Monoclonal antibodies against CGRP are a strong preventive medication and a new
class of drugs that were first approved by the FDA in 2018. They are designed to
prevent episodic migraine (up to 14 headache days per month), chronic migraine (15 or
more headache days per month) and seem to work when a patient has medication
overuse headaches. CGRP is a neuropeptide involved in many body processes,
including blood pressure regulation, tissue repair, wound healing, and inflammation, and
is a potent vasodilator. When CGRP is released in the brain, it affects the trigeminal
nerve, increasing pain transmission and sensitivities to touch and temperature. CGRP
also causes inflammation and pain that happen during a migraine; it makes headache
pain worse and causes headaches to last longer.

Some CGRP inhibitors block CGRP from binding to CGRP receptors, a key contributor
to the trigeminal nerve pain and inflammation of migraine, while some grab the CGRP
and prevent it from activating the receptor. 

The 2 classes of these drugs are monoclonal antibodies against CGRP and small
molecule CGRP antagonists. Fortunately, CGRPs have long half-lives and work for 1 to
3 months. The CGRP monoclonal antibodies are large molecule drugs. There are 4
different types, and 2 of them are injected by the patient at home once a month. One
can be injected at home once a month or every 3 months. For the latter option, patients
need to triple up with 3 injections in one day, so they do not have to inject for 3 months.
The fourth CGRP is an intravenous infusion that can be administered in an infusion
center or at home. This one is more inconvenient, but it is a strong drug. The small
molecule CGRP antagonists are taken by mouth in pill form. All CGRPs have been
shown to decrease the number of headaches per month.
 
The main goal of preventive therapy is to lessen the impact of migraines on patients’
lives by reducing how often they occur, how severe they are, and how long they last.
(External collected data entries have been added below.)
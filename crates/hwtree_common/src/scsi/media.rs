//! Media sub-probes
//!
//! Optical-drive and disk-geometry probes are separate collaborators. The
//! enumerator hands them the populated device node before attaching it.

use crate::tree::DeviceNode;

pub trait MediaProbe {
    /// Called for write-once and CD-ROM peripherals
    fn scan_cdrom(&self, _node: &mut DeviceNode) {}

    /// Called for disks and magneto-optical disks
    fn scan_disk(&self, _node: &mut DeviceNode) {}
}

/// Leaves nodes as the generic probe produced them
#[derive(Debug, Clone, Copy, Default)]
pub struct NoMediaProbe;

impl MediaProbe for NoMediaProbe {}
//! Bounds-checked reader for fixed-layout SCSI replies.
//!
//! Offsets and widths come from the SCSI command set; every accessor
//! returns `None` instead of reading past the buffer.

#[derive(Debug, Clone, Copy)]
pub struct ByteReader<'a> {
    buf: &'a [u8],
}

impl<'a> ByteReader<'a> {
    pub fn new(buf: &'a [u8]) -> Self {
        Self { buf }
    }

    pub fn len(&self) -> usize {
        self.buf.len()
    }

    pub fn is_empty(&self) -> bool {
        self.buf.is_empty()
    }

    pub fn byte(&self, offset: usize) -> Option<u8> {
        self.buf.get(offset).copied()
    }

    pub fn bytes(&self, offset: usize, len: usize) -> Option<&'a [u8]> {
        let end = offset.checked_add(len)?;
        self.buf.get(offset..end)
    }

    /// Big-endian unsigned integer of `width` bytes (1..=8)
    pub fn be_uint(&self, offset: usize, width: usize) -> Option<u64> {
        if width == 0 || width > 8 {
            return None;
        }
        let raw = self.bytes(offset, width)?;
        Some(raw.iter().fold(0u64, |acc, b| (acc << 8) | u64::from(*b)))
    }

    pub fn be_u16(&self, offset: usize) -> Option<u16> {
        self.be_uint(offset, 2).map(|v| v as u16)
    }

    pub fn be_u24(&self, offset: usize) -> Option<u32> {
        self.be_uint(offset, 3).map(|v| v as u32)
    }

    /// Fixed-width ASCII field, blank and NUL padding stripped.
    /// Non-ASCII bytes are dropped rather than failing the field.
    pub fn ascii(&self, offset: usize, len: usize) -> Option<String> {
        let raw = self.bytes(offset, len)?;
        let text: String = raw
            .iter()
            .filter(|b| b.is_ascii() && **b != 0)
            .map(|b| *b as char)
            .collect();
        Some(text.trim().to_string())
    }

    /// Reader over `offset..` (empty past the end)
    pub fn slice_from(&self, offset: usize) -> ByteReader<'a> {
        ByteReader::new(self.buf.get(offset..).unwrap_or(&[]))
    }
}

#[cfg(test)]
mod tests {
    use super::*;

    #[test]
    fn test_big_endian_fields() {
        let buf = [0x01, 0x02, 0x03, 0x04];
        let r = ByteReader::new(&buf);
        assert_eq!(r.be_u16(0), Some(0x0102));
        assert_eq!(r.be_u24(1), Some(0x020304));
        assert_eq!(r.be_uint(0, 4), Some(0x01020304));
        assert_eq!(r.be_u16(3), None);
        assert_eq!(r.be_uint(0, 0), None);
        assert_eq!(r.be_uint(0, 9), None);
    }

    #[test]
    fn test_ascii_field() {
        let buf = b"xxATA     \0\0";
        let r = ByteReader::new(buf);
        assert_eq!(r.ascii(2, 10).as_deref(), Some("ATA"));
        assert_eq!(r.ascii(2, 11), None);
    }

    #[test]
    fn test_offset_overflow_is_none() {
        let r = ByteReader::new(&[0u8; 4]);
        assert_eq!(r.bytes(usize::MAX, 2), None);
        assert!(r.slice_from(10).is_empty());
        assert_eq!(r.slice_from(1).len(), 3);
    }
}
//! Generic control-request client
//!
//! One synchronous request/reply exchange with a SCSI generic endpoint:
//! a 6-byte command block goes out, a data buffer, the raw status codes
//! and the sense buffer come back. [`super::sg`] implements this over the
//! Linux `SG_IO` ioctl; tests plug in scripted endpoints.

use super::status::{classify, StatusCategory};
use super::ScsiAddress;
use crate::error::ProbeError;
use std::time::Duration;

/// Every request uses the same timeout; there is no per-call override.
pub const REQUEST_TIMEOUT: Duration = Duration::from_secs(20);

pub const SENSE_BUFFER_LEN: usize = 32;

/// Oldest sg driver (3.0.0) that supports the SG_IO interface
pub const MIN_SG_VERSION: i32 = 30000;

const INQUIRY: u8 = 0x12;
const MODE_SENSE_6: u8 = 0x1a;

/// Fixed 6-byte command descriptor block
#[derive(Debug, Clone, Copy, PartialEq, Eq)]
pub struct CommandBlock([u8; 6]);

impl CommandBlock {
    /// Identify request. With `evpd` set, `page` selects a vital product
    /// data page (0x80 is the unit serial number).
    pub fn inquiry(evpd: bool, page: u8, allocation_len: u8) -> Self {
        let mut cdb = [INQUIRY, 0, 0, 0, 0, 0];
        if evpd {
            cdb[1] |= 0x01;
        }
        cdb[2] = page;
        cdb[4] = allocation_len;
        Self(cdb)
    }

    /// Diagnostic page request (MODE SENSE(6))
    pub fn mode_sense(page: u8, page_control: u8) -> Self {
        let page = page & 0x3f;
        let page_control = page_control & 0x03;
        Self([MODE_SENSE_6, 0, (page_control << 6) | page, 0, 0xff, 0])
    }

    pub fn as_bytes(&self) -> &[u8; 6] {
        &self.0
    }

    pub fn opcode(&self) -> u8 {
        self.0[0]
    }

    pub fn is_inquiry(&self) -> bool {
        self.opcode() == INQUIRY
    }

    pub fn is_mode_sense(&self) -> bool {
        self.opcode() == MODE_SENSE_6
    }
}

/// Raw outcome of one request
#[derive(Debug, Clone, Default, PartialEq, Eq)]
pub struct Reply {
    pub status: u8,
    pub host_status: u16,
    pub driver_status: u16,
    pub data: Vec<u8>,
    pub sense: Vec<u8>,
}

impl Reply {
    /// Successful reply carrying `data`
    pub fn ok(data: Vec<u8>) -> Self {
        Self {
            data,
            ..Default::default()
        }
    }

    pub fn category(&self) -> StatusCategory {
        classify(self.status, self.host_status, self.driver_status, &self.sense)
    }
}

/// Identity of the device behind an endpoint (`SG_GET_SCSI_ID` plus the
/// emulation flag)
#[derive(Debug, Clone, Copy, PartialEq, Eq, Default)]
pub struct ScsiId {
    pub host: u32,
    pub channel: u32,
    pub target: u32,
    pub lun: u32,
    pub peripheral_type: u8,
    pub emulated: bool,
}

impl ScsiId {
    pub fn address(&self) -> ScsiAddress {
        ScsiAddress::device(self.host, self.channel, self.target, self.lun)
    }
}

/// A per-controller-instance request endpoint
pub trait ControlEndpoint {
    /// Path the endpoint was opened from, for diagnostics
    fn path(&self) -> &str;

    /// Issue one read-direction request. Fails only when the request
    /// could not be issued at all; device-side errors come back in the
    /// reply's status fields.
    fn send(
        &mut self,
        cdb: &CommandBlock,
        capacity: usize,
        timeout: Duration,
    ) -> Result<Reply, ProbeError>;

    fn scsi_id(&mut self) -> Result<ScsiId, ProbeError>;

    /// Parent bus slot (e.g. a PCI address), when the driver exposes one
    fn platform_slot(&mut self) -> Option<String>;

    fn driver_version(&mut self) -> Result<i32, ProbeError>;
}

/// Opens the endpoint for controller index `n`
pub trait EndpointOpener {
    type Endpoint: ControlEndpoint;

    fn open(&self, index: u32) -> Result<Self::Endpoint, ProbeError>;
}

/// Send `cdb` with the fixed timeout and keep the data only when the
/// reply classifies as Clean or Recovered.
pub fn request<E>(endpoint: &mut E, cdb: CommandBlock, capacity: usize) -> Result<Vec<u8>, ProbeError>
where
    E: ControlEndpoint + ?Sized,
{
    let reply = endpoint.send(&cdb, capacity, REQUEST_TIMEOUT)?;
    let category = reply.category();
    if category.is_success() {
        Ok(reply.data)
    } else {
        Err(ProbeError::DeviceReported(category))
    }
}

/// Reject endpoints whose driver predates SG_IO
pub fn ensure_version<E>(endpoint: &mut E) -> Result<(), ProbeError>
where
    E: ControlEndpoint + ?Sized,
{
    let found = endpoint.driver_version()?;
    if found < MIN_SG_VERSION {
        return Err(ProbeError::UnsupportedVersion {
            found,
            minimum: MIN_SG_VERSION,
        });
    }
    Ok(())
}
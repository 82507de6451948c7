//! hwtree Control - hardware inventory from the command line
//!
//! Runs the probes once and prints the resulting device tree as JSON.

mod commands;

use anyhow::Result;
use clap::{Parser, Subcommand, ValueEnum};
use std::path::PathBuf;

#[derive(Parser)]
#[command(name = "hwtreectl")]
#[command(about = "hwtree - point-in-time hardware inventory", long_about = None)]
#[command(version)]
struct Cli {
    #[command(subcommand)]
    command: Commands,
}

/// Probe family selectable with `--only`
#[derive(Debug, Clone, Copy, PartialEq, Eq, ValueEnum)]
pub enum OnlyProbe {
    Cpu,
    Scsi,
}

#[derive(Subcommand)]
enum Commands {
    /// Scan the machine and print the device tree
    Scan {
        /// Configuration file (default: /etc/hwtree/config.toml)
        #[arg(long)]
        config: Option<PathBuf>,

        /// Run a single probe family
        #[arg(long, value_enum)]
        only: Option<OnlyProbe>,

        /// Print JSON on one line
        #[arg(long)]
        compact: bool,
    },

    /// Print the effective configuration
    Config {
        /// Configuration file (default: /etc/hwtree/config.toml)
        #[arg(long)]
        config: Option<PathBuf>,
    },
}

fn main() -> Result<()> {
    let cli = Cli::parse();

    match cli.command {
        Commands::Scan { config, only, compact } => commands::scan(config, only, compact),
        Commands::Config { config } => commands::show_config(config),
    }
}
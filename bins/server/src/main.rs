//! Feriado API Server
//!
//! Main entry point for the Feriado backend service. Besides the HTTP
//! listener it runs the two scheduled maintenance jobs: the time-driven
//! approved/taken sweep and the balance recalculation.

use std::sync::Arc;
use std::time::Duration;

use chrono::{Datelike, Utc};
use tokio::net::TcpListener;
use tracing::{error, info};
use tracing_subscriber::{layer::SubscriberExt, util::SubscriberInitExt};

use feriado_api::{AppState, create_router};
use feriado_db::{connect, BalanceRepository, RequestRepository};
use feriado_shared::{AppConfig, EmailService, HolidayService};

#[tokio::main]
async fn main() -> anyhow::Result<()> {
    // Load environment variables from .env file
    dotenvy::dotenv().ok();

    // Initialize tracing
    tracing_subscriber::registry()
        .with(
            tracing_subscriber::EnvFilter::try_from_default_env()
                .unwrap_or_else(|_| "feriado=debug,tower_http=debug".into()),
        )
        .with(tracing_subscriber::fmt::layer())
        .init();

    // Load configuration
    let config = AppConfig::load().expect("Failed to load configuration");

    // Connect to database
    let db = connect(&config.database.url).await?;
    info!("Connected to database");

    // External collaborators
    let holidays = HolidayService::new(&config.holidays);
    let notifier = EmailService::new(config.email.clone());
    info!(
        smtp_host = %config.email.smtp_host,
        holiday_provider = %config.holidays.base_url,
        "External services configured"
    );

    // Create application state
    let state = AppState {
        db: Arc::new(db.clone()),
        holidays,
        notifier: Arc::new(notifier),
    };

    // Scheduled jobs: the approved/taken sweep and the balance
    // recalculation. Both are idempotent, so overlapping runs or restarts
    // are harmless.
    let sweep_repo = RequestRepository::new(db.clone());
    let sweep_interval = config.jobs.sweep_interval_secs;
    tokio::spawn(async move {
        let mut ticker = tokio::time::interval(Duration::from_secs(sweep_interval));
        loop {
            ticker.tick().await;
            let today = Utc::now().date_naive();
            if let Err(e) = sweep_repo.sweep_time_transitions(today).await {
                error!(error = %e, "Time-driven sweep failed");
            }
        }
    });

    let balance_repo = BalanceRepository::new(db.clone());
    let recalculation_interval = config.jobs.recalculation_interval_secs;
    tokio::spawn(async move {
        let mut ticker = tokio::time::interval(Duration::from_secs(recalculation_interval));
        loop {
            ticker.tick().await;
            let year = Utc::now().date_naive().year();
            if let Err(e) = balance_repo.recalculate_all(year).await {
                error!(error = %e, "Balance recalculation failed");
            }
        }
    });

    // Create router
    let app = create_router(state);

    // Start server
    let addr = format!("{}:{}", config.server.host, config.server.port);
    let listener = TcpListener::bind(&addr).await?;
    info!("Server listening on {}", addr);

    axum::serve(listener, app).await?;

    Ok(())
}
//! Database layer with `SeaORM` entities and repositories.
//!
//! This crate provides:
//! - `SeaORM` entity definitions
//! - Repository abstractions for data access, including the transactional
//!   approval orchestrator
//! - Database migrations

pub mod entities;
pub mod migration;
pub mod repositories;

pub use repositories::{
    BalanceRepository, CountryRepository, EmployeeRepository, PolicyRepository, RequestRepository,
};

use sea_orm::{Database, DatabaseConnection, DbErr};

/// Establishes a connection to the database.
///
/// # Errors
///
/// Returns an error if the connection cannot be established.
pub async fn connect(database_url: &str) -> Result<DatabaseConnection, DbErr> {
    Database::connect(database_url).await
}
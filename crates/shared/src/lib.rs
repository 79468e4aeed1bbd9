//! Shared types, errors, and configuration for Feriado.
//!
//! This crate provides common types used across all other crates:
//! - Typed IDs for type-safe entity references
//! - Application-wide error types
//! - Configuration management
//! - The public-holiday provider client
//! - The notification email service

pub mod config;
pub mod email;
pub mod error;
pub mod holidays;
pub mod types;

pub use config::AppConfig;
pub use email::{EmailError, EmailService};
pub use error::{AppError, AppResult};
pub use holidays::{HolidayError, HolidayService};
Preventive therapy also decreases disability and improves patients’ functioning over
time. Preventive therapy can help keep the costs for migraine care down by reducing
the need for acute treatments and allowing the patient to keep working or taking care of
their kids. Furthermore, preventive medications can make acute migraine treatments
more effective and help avoid the overuse of acute medications.